Protocol of the Session on June 15, 2016

Das Wort bekommt der fraktionslose Abgeordnete Dr. Flocken.

Sehr geehrte Frau Präsidentin, sehr geehrte Abgeordnete! Das wäre doch einmal eine gute Gelegenheit gewesen, den Unterschied aufzuzeigen zwischen Gesinnungsethik und Verantwortungsethik. Zwar drängen die Strukturen und vor allen Dingen die Umsätze der Helferinnen- und Helferindustrie Zweifel auf an der Uneigennützigkeit vieler Protagonisten, aber lassen wir diese Zweifel einmal beiseite. Nehmen wir an, dass alle Beteiligten im guten Willen handeln, den Schwächsten zu helfen. Das Ergebnis zeigt aber, wie Frau Özdemir schon ganz zu Anfang gesagt hat: Es gibt immer mehr Elend – Elend, nicht nur Armut. Der Staat kann es nicht. Wenn er es versucht, wird es immer schlimmer. Der Staat ist Teil des Problems, nicht der Lösung.

Dem Patienten geht es immer schlechter, und was sagen die Parteien? DIE LINKE sagt, er brauche immer mehr von der gleichen Medikation. Die Koalition sagt, einfach weiter so. Die CDU will ein anderes Medikament. Die AfD will das Medikament nicht für alle. Machen Sie – auch rechtlich – den Weg frei für diejenigen, die sich dieser Aufgabe traditionellerweise angenommen haben, nämlich Kirchen, Bürgervereine, humanistische Vereinigungen, die Heilsarmee, Stiftungen, reiche Einzelpersonen oder in dieser Zeit auch diejenigen, die sich auf die mohammedanische Zakat berufen.

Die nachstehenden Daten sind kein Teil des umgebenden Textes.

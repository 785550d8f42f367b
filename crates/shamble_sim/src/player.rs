//! The pursuit target and its scent trail

use serde::{Deserialize, Serialize};
use shamble_ai::TargetObservation;
use shamble_core::EntityId;
use shamble_math::{Aabb, Vec3};

/// Distance at which a route waypoint counts as reached
const ROUTE_THRESHOLD: f32 = 0.1;

/// Body half extents used for vision tests
const BODY_HALF_EXTENTS: Vec3 = Vec3::new(0.4, 0.9, 0.4);

/// The player entity, driven by an optional looping route
///
/// The simulation only needs a moving target; anything fancier (input,
/// physics) lives outside and drives the position directly via [`warp`].
///
/// [`warp`]: Player::warp
#[derive(Debug, Clone, Serialize, Deserialize)]
pub struct Player {
    id: EntityId,
    position: Vec3,
    pub speed: f32,
    route: Vec<Vec3>,
    next_waypoint: usize,
}

impl Player {
    pub fn new(id: EntityId, position: Vec3, speed: f32) -> Self {
        Self {
            id,
            position,
            speed,
            route: Vec::new(),
            next_waypoint: 0,
        }
    }

    pub fn id(&self) -> EntityId {
        self.id
    }

    pub fn position(&self) -> Vec3 {
        self.position
    }

    /// Move the player directly, e.g. from external input
    pub fn warp(&mut self, position: Vec3) {
        self.position = position;
    }

    /// Install a looping patrol route
    pub fn set_route(&mut self, route: Vec<Vec3>) {
        self.route = route;
        self.next_waypoint = 0;
    }

    /// Advance along the route, if one is set
    pub fn update(&mut self, dt: f32) {
        if self.route.is_empty() {
            return;
        }
        let goal = self.route[self.next_waypoint % self.route.len()];
        let to_goal = goal - self.position;
        let distance = to_goal.length();
        if distance <= ROUTE_THRESHOLD {
            self.next_waypoint = (self.next_waypoint + 1) % self.route.len();
            return;
        }
        let step = (self.speed * dt).min(distance);
        self.position += to_goal / distance * step;
    }

    /// Snapshot handed to the vision pipeline
    pub fn observation(&self) -> TargetObservation {
        TargetObservation {
            entity: self.id,
            position: self.position,
            bounds: Aabb::from_center_half_extents(
                self.position + Vec3::new(0.0, BODY_HALF_EXTENTS.y, 0.0),
                BODY_HALF_EXTENTS,
            ),
        }
    }
}

/// Periodic scent drops behind a moving target
///
/// Every `interval` seconds, if the target moved at least `min_move`
/// since the last drop, a new scent marker is due at the current
/// position.
#[derive(Debug, Clone, Serialize, Deserialize)]
pub struct ScentTrail {
    /// Seconds between drop attempts
    pub interval: f32,
    /// Minimum movement since the last drop for a new one
    pub min_move: f32,
    /// Radius of dropped markers
    pub radius: f32,
    /// Lifetime of dropped markers, None for permanent
    pub lifetime: Option<f32>,
    since_attempt: f32,
    last_drop: Option<Vec3>,
}

impl Default for ScentTrail {
    fn default() -> Self {
        Self {
            interval: 1.5,
            min_move: 0.5,
            radius: 1.0,
            lifetime: Some(20.0),
            since_attempt: 0.0,
            last_drop: None,
        }
    }
}

impl ScentTrail {
    pub fn new() -> Self {
        Self::default()
    }

    /// Advance the timer; returns the position where a marker is due
    pub fn tick(&mut self, dt: f32, position: Vec3) -> Option<Vec3> {
        self.since_attempt += dt;
        if self.since_attempt < self.interval {
            return None;
        }
        self.since_attempt = 0.0;

        let moved_enough = self
            .last_drop
            .map_or(true, |p| p.distance(position) >= self.min_move);
        if !moved_enough {
            return None;
        }
        self.last_drop = Some(position);
        Some(position)
    }
}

Alle diese hätten doch einmal Gelegenheit zu zeigen, dass sie ihre sozialen Redensarten ernst meinen, wenn der Staat sich hier zurücknehmen würde.

Mildtätigkeit kann nur freiwillig sein. Staatliche Tätigkeit beinhaltet immer eine Form von Zwang, und sei es nur beim Erheben von Steuern. Aufgabe des Staats ist es, Freiheit und Demokratie zu schützen. – Vielen Dank.

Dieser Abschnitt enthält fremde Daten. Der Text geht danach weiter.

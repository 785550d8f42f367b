//! Scent volumes
//!
//! Spherical markers dropped into the world, sensed edge-triggered: an
//! agent is notified when it enters a marker, then not again until it
//! leaves and re-enters. Markers may carry a lifetime and expire on
//! update.

use shamble_core::EntityId;
use shamble_math::{Sphere, Vec3};
use std::collections::{HashMap, HashSet};

#[derive(Debug, Clone, Copy)]
struct ScentMarker {
    id: u64,
    volume: Sphere,
    /// Seconds until expiry, or None for a permanent marker
    remaining: Option<f32>,
}

/// All scent markers in the world, with per-agent containment tracking
#[derive(Debug, Default)]
pub struct ScentField {
    markers: Vec<ScentMarker>,
    next_id: u64,
    /// Markers each agent is currently inside of
    inside: HashMap<EntityId, HashSet<u64>>,
}

impl ScentField {
    pub fn new() -> Self {
        Self::default()
    }

    /// Drop a marker; returns its handle
    pub fn add_marker(&mut self, position: Vec3, radius: f32, lifetime: Option<f32>) -> u64 {
        let id = self.next_id;
        self.next_id += 1;
        self.markers.push(ScentMarker {
            id,
            volume: Sphere::new(position, radius),
            remaining: lifetime,
        });
        log::trace!("scent marker {} dropped at {:?}", id, position);
        id
    }

    pub fn len(&self) -> usize {
        self.markers.len()
    }

    pub fn is_empty(&self) -> bool {
        self.markers.is_empty()
    }

    /// Age markers and drop the expired ones
    pub fn update(&mut self, dt: f32) {
        let mut expired: Vec<u64> = Vec::new();
        self.markers.retain_mut(|marker| {
            let Some(remaining) = &mut marker.remaining else {
                return true;
            };
            *remaining -= dt;
            if *remaining <= 0.0 {
                expired.push(marker.id);
                false
            } else {
                true
            }
        });

        if !expired.is_empty() {
            for set in self.inside.values_mut() {
                for id in &expired {
                    set.remove(id);
                }
            }
        }
    }

    /// Report a newly entered marker for this agent, if any
    ///
    /// Containment is tracked per agent so a marker fires once on entry
    /// and can fire again only after the agent leaves it.
    pub fn sense(&mut self, agent: EntityId, position: Vec3) -> Option<Vec3> {
        let inside = self.inside.entry(agent).or_default();
        let mut entered = None;

        for marker in &self.markers {
            if marker.volume.contains_point(position) {
                if inside.insert(marker.id) && entered.is_none() {
                    entered = Some(marker.volume.center);
                }
            } else {
                inside.remove(&marker.id);
            }
        }

        entered
    }

    /// Forget containment state for a despawned agent
    pub fn forget(&mut self, agent: EntityId) {
        self.inside.remove(&agent);
    }
}

#[cfg(test)]
mod tests {
    use super::*;

    const AGENT: EntityId = EntityId::new(0, 0);

    #[test]
    fn test_entry_fires_once() {
        let mut field = ScentField::new();
        field.add_marker(Vec3::ZERO, 2.0, None);

        assert_eq!(field.sense(AGENT, Vec3::new(1.0, 0.0, 0.0)), Some(Vec3::ZERO));
        // Still inside: no repeat
        assert_eq!(field.sense(AGENT, Vec3::new(0.5, 0.0, 0.0)), None);
    }

    #[test]
    fn test_reentry_fires_again() {
        let mut field = ScentField::new();
        field.add_marker(Vec3::ZERO, 2.0, None);

        assert!(field.sense(AGENT, Vec3::ZERO).is_some());
        assert_eq!(field.sense(AGENT, Vec3::new(5.0, 0.0, 0.0)), None);
        assert!(field.sense(AGENT, Vec3::ZERO).is_some());
    }

    #[test]
    fn test_agents_tracked_independently() {
        let mut field = ScentField::new();
        field.add_marker(Vec3::ZERO, 2.0, None);
        let other = EntityId::new(1, 0);

        assert!(field.sense(AGENT, Vec3::ZERO).is_some());
        assert!(field.sense(other, Vec3::ZERO).is_some());
    }

    #[test]
    fn test_markers_expire() {
        let mut field = ScentField::new();
        field.add_marker(Vec3::ZERO, 2.0, Some(1.0));
        assert_eq!(field.len(), 1);

        field.update(0.5);
        assert_eq!(field.len(), 1);
        field.update(0.6);
        assert!(field.is_empty());
        assert_eq!(field.sense(AGENT, Vec3::ZERO), None);
    }

    #[test]
    fn test_expired_marker_allows_fresh_entry() {
        let mut field = ScentField::new();
        field.add_marker(Vec3::ZERO, 2.0, Some(1.0));
        assert!(field.sense(AGENT, Vec3::ZERO).is_some());

        field.update(2.0);
        // New marker at the same spot fires even though the agent never moved
        field.add_marker(Vec3::ZERO, 2.0, None);
        assert!(field.sense(AGENT, Vec3::ZERO).is_some());
    }
}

Das Wort bekommt Senatorin Dr. Leonhard.

Sehr geehrte Präsidentin, meine Damen und Herren! Die Debatte zeigt deutlich, dass es den klassischen Obdachlosen nicht gibt – wenigstens darüber besteht Einigkeit – und es auch das eine Rezept im Umgang mit Wohnungslosigkeit und mit von Wohnungslosigkeit Bedrohten nicht geben kann; Ausweis dessen sind auch die Dinge, die wir in Hamburg tun, um dieser Zielgruppe gerecht zu werden. Da gibt es zum einen diejenigen, die hier aus unterschiedlichsten Gründen auf der Straße leben, langfristig oder kurzfristig, und bei denen es uns gelingt, sie über Beratung in die Systeme der öffentlichen Unterbringung und schließlich in eigenen Wohnraum zu bringen, wie es im Winternotprogramm in zahllosen Beispielen gelungen ist. Das werden immer mehr. Die Fachstellen für Wohnungsnotfälle leisten an dieser Stelle Großartiges, ebenso Teile der Straßensozialarbeit, und da kann man nicht behaupten, dass Hamburg nichts mache.

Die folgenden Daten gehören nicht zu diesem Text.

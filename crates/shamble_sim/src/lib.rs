//! # shamble_sim - Horde simulation assembly
//!
//! Owns the world: the walkable surface, occluders, the scent field,
//! the player and the horde. [`Simulation::tick`] advances everything
//! in a fixed order and fans sighting alerts out between agents.

pub mod player;
pub mod simulation;
pub mod spawner;

pub use player::{Player, ScentTrail};
pub use simulation::{Simulation, Zombie};
pub use spawner::SpawnArea;
//! Bounding volumes for spatial queries and visibility tests

use crate::vector::Vec3;
use serde::{Deserialize, Serialize};

/// Axis-Aligned Bounding Box
#[derive(Clone, Copy, Debug, PartialEq, Serialize, Deserialize)]
pub struct Aabb {
    pub min: Vec3,
    pub max: Vec3,
}

impl Aabb {
    /// Create from min and max points
    #[inline]
    pub const fn new(min: Vec3, max: Vec3) -> Self {
        Self { min, max }
    }

    /// Create from center and half-extents
    #[inline]
    pub fn from_center_half_extents(center: Vec3, half_extents: Vec3) -> Self {
        Self {
            min: center - half_extents,
            max: center + half_extents,
        }
    }

    /// Get the center point
    #[inline]
    pub fn center(&self) -> Vec3 {
        (self.min + self.max) * 0.5
    }

    /// Get the half-extents
    #[inline]
    pub fn half_extents(&self) -> Vec3 {
        (self.max - self.min) * 0.5
    }

    /// Get the size (full extents)
    #[inline]
    pub fn size(&self) -> Vec3 {
        self.max - self.min
    }

    /// Check if the AABB is valid (min <= max)
    #[inline]
    pub fn is_valid(&self) -> bool {
        self.min.x <= self.max.x && self.min.y <= self.max.y && self.min.z <= self.max.z
    }

    /// Expand by a uniform amount in all directions
    #[inline]
    pub fn expand(&self, amount: f32) -> Self {
        Self {
            min: self.min - Vec3::splat(amount),
            max: self.max + Vec3::splat(amount),
        }
    }

    /// Check if a point is inside
    #[inline]
    pub fn contains_point(&self, point: Vec3) -> bool {
        point.x >= self.min.x
            && point.x <= self.max.x
            && point.y >= self.min.y
            && point.y <= self.max.y
            && point.z >= self.min.z
            && point.z <= self.max.z
    }

    /// Check if two AABBs intersect
    #[inline]
    pub fn intersects(&self, other: &Aabb) -> bool {
        self.min.x <= other.max.x
            && self.max.x >= other.min.x
            && self.min.y <= other.max.y
            && self.max.y >= other.min.y
            && self.min.z <= other.max.z
            && self.max.z >= other.min.z
    }

    /// Get the closest point on the AABB to a given point
    pub fn closest_point(&self, point: Vec3) -> Vec3 {
        Vec3::new(
            point.x.clamp(self.min.x, self.max.x),
            point.y.clamp(self.min.y, self.max.y),
            point.z.clamp(self.min.z, self.max.z),
        )
    }
}

/// Bounding sphere
#[derive(Clone, Copy, Debug, PartialEq, Serialize, Deserialize)]
pub struct Sphere {
    pub center: Vec3,
    pub radius: f32,
}

impl Sphere {
    /// Create a new sphere
    #[inline]
    pub const fn new(center: Vec3, radius: f32) -> Self {
        Self { center, radius }
    }

    /// Check if a point is inside
    #[inline]
    pub fn contains_point(&self, point: Vec3) -> bool {
        self.center.distance_squared(point) <= self.radius * self.radius
    }
}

(Beifall bei der SPD und den GRÜNEN)

So ist es trotz des enorm angespannten Wohnungsmarkts – und zumindest über diesen Fakt besteht Konsens in diesem Hause – im vergangenen Jahr gelungen, wieder mehr Menschen aus der Wohnungslosigkeit in eigenen Wohnraum zu vermitteln, in mehr Fällen Wohnraum zu sichern und die Zahl derjenigen zu steigern, die es im Winternotprogramm durch Beratung geschafft haben, eine feste Bleibe zu finden, sei es bei uns in staatlicher öffentlicher Unterbringung oder in einer eigenen Bleibe – und das angesichts des hohen Drucks, den wir in der öffentlich-rechtlichen Unterbringung haben. Auch hier kann man nicht sagen, Hamburg mache an dieser Stelle nichts.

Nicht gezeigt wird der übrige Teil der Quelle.